### ASSIGNMENT:
Search the records below for the string "local", and report each line that contains it.

::: SUPPLIED RECORDS

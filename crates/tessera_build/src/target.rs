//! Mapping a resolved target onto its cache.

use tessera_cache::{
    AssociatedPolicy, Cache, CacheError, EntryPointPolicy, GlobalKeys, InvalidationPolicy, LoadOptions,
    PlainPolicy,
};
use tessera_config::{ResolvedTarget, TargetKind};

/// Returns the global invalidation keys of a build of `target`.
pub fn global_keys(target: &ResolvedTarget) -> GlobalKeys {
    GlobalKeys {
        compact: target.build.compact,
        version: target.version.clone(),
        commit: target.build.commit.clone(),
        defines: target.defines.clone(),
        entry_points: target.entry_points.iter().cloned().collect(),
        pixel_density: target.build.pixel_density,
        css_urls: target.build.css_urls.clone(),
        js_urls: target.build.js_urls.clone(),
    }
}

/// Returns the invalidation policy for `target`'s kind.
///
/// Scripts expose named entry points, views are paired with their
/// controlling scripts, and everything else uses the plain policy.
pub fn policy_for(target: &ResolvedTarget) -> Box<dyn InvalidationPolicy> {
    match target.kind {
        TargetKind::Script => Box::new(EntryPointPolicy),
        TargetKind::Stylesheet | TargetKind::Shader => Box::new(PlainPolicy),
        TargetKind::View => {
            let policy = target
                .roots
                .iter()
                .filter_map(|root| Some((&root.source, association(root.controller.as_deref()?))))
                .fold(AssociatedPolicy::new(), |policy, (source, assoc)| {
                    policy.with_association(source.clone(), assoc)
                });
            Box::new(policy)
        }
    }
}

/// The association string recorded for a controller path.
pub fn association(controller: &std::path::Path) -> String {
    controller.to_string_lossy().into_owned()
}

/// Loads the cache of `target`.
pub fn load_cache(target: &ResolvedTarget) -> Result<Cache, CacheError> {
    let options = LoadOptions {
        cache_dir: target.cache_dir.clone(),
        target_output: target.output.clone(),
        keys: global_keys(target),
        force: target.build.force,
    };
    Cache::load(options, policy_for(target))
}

::::::
::: SUPPLIED RECORDS

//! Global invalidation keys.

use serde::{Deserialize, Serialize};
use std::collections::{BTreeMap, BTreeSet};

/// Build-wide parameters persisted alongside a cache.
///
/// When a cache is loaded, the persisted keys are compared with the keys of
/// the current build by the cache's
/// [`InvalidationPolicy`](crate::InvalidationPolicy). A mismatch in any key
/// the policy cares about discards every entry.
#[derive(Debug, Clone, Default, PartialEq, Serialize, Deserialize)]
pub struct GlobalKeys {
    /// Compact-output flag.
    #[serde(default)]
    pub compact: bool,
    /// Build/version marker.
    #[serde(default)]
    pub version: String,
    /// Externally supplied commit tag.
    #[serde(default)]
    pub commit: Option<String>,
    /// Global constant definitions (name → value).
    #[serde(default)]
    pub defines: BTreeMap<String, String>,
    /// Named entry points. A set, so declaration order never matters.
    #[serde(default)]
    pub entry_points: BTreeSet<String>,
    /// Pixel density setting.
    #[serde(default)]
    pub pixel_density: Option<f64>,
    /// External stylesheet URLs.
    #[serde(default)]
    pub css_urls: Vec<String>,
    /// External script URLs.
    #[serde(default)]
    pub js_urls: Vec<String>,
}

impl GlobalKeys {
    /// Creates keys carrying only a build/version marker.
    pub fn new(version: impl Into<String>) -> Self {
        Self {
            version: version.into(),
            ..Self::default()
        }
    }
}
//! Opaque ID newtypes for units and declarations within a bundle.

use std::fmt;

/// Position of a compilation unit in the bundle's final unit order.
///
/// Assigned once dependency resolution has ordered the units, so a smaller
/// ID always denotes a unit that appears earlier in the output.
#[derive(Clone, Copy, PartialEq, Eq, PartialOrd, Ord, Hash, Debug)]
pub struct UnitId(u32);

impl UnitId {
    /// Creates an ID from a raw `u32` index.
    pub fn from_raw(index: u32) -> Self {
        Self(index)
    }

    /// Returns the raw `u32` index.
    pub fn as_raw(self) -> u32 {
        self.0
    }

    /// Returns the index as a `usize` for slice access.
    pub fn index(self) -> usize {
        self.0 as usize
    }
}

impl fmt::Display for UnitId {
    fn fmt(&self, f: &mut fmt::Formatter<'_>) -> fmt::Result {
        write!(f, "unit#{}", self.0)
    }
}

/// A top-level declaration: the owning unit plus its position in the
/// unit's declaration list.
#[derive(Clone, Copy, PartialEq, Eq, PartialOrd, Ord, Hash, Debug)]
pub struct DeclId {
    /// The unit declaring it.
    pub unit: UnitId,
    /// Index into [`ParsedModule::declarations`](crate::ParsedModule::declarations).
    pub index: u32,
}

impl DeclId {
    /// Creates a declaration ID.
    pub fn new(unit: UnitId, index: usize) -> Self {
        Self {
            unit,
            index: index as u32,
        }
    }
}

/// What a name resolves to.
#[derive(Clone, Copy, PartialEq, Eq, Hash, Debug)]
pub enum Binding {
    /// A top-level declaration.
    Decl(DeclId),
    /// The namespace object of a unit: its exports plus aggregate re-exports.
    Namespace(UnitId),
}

::::::
::: SUPPLIED RECORDS

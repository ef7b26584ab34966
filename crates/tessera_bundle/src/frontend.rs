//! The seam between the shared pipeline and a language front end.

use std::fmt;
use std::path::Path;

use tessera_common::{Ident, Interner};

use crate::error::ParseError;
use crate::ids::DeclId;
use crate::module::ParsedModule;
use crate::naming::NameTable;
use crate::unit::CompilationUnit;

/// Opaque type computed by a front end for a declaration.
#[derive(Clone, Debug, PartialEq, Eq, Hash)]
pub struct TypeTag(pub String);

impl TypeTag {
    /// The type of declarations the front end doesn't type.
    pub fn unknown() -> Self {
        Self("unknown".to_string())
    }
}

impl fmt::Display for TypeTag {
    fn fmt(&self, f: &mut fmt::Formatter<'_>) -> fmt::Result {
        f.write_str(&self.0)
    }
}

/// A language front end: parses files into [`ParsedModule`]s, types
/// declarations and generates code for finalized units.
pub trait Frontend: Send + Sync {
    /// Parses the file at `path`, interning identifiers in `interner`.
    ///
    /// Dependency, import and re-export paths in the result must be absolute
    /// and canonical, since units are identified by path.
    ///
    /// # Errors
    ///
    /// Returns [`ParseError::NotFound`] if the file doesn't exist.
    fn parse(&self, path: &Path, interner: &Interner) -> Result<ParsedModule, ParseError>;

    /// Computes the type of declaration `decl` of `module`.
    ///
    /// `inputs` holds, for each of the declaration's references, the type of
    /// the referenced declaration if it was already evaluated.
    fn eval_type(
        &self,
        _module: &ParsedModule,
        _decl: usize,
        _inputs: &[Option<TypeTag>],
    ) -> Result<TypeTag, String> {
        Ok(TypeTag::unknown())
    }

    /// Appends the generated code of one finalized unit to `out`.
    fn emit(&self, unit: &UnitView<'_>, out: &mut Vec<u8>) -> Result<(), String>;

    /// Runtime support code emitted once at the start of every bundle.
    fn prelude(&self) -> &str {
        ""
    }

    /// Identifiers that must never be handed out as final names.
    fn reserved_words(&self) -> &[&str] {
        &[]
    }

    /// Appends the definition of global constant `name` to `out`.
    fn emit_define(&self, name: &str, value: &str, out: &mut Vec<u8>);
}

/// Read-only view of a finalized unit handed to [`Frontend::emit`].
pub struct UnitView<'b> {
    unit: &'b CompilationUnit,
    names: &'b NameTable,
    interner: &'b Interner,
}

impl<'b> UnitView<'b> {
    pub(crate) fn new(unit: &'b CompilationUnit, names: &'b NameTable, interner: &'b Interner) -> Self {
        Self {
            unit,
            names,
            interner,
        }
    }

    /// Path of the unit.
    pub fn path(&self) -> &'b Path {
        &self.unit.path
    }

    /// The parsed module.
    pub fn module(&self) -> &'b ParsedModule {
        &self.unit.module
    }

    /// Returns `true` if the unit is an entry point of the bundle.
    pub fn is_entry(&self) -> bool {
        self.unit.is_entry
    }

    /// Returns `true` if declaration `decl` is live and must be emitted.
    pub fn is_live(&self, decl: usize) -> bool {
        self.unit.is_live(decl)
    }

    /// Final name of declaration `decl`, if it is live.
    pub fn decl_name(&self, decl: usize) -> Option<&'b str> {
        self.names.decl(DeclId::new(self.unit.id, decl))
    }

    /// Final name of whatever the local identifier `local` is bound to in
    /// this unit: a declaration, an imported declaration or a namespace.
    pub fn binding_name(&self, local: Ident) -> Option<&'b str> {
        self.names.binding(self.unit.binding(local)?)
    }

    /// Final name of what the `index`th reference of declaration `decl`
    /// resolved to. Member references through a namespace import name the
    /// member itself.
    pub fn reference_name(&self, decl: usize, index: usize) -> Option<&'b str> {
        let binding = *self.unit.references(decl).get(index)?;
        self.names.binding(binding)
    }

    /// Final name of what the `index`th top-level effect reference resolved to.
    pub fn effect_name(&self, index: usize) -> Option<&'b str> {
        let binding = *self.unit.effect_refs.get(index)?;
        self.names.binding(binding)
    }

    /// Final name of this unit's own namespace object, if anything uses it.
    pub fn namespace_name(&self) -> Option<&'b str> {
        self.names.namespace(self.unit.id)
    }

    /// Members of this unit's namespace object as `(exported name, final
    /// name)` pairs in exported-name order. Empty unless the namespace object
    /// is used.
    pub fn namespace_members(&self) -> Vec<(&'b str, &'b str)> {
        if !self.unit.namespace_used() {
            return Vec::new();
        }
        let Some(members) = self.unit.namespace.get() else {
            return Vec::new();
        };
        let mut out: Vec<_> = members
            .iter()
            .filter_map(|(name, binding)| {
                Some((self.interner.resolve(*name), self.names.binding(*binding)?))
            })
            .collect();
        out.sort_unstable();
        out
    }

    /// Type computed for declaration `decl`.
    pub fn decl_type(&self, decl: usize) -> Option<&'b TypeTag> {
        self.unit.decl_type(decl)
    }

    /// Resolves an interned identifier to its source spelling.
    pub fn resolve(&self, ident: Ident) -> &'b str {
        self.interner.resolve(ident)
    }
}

::::::

### ANSWER TO THIS TASK:
    /// Final name of whatever the local identifier `local` is bound to in
    pub fn binding_name(&self, local: Ident) -> Option<&'b str> {
        self.names.binding(self.unit.binding(local)?)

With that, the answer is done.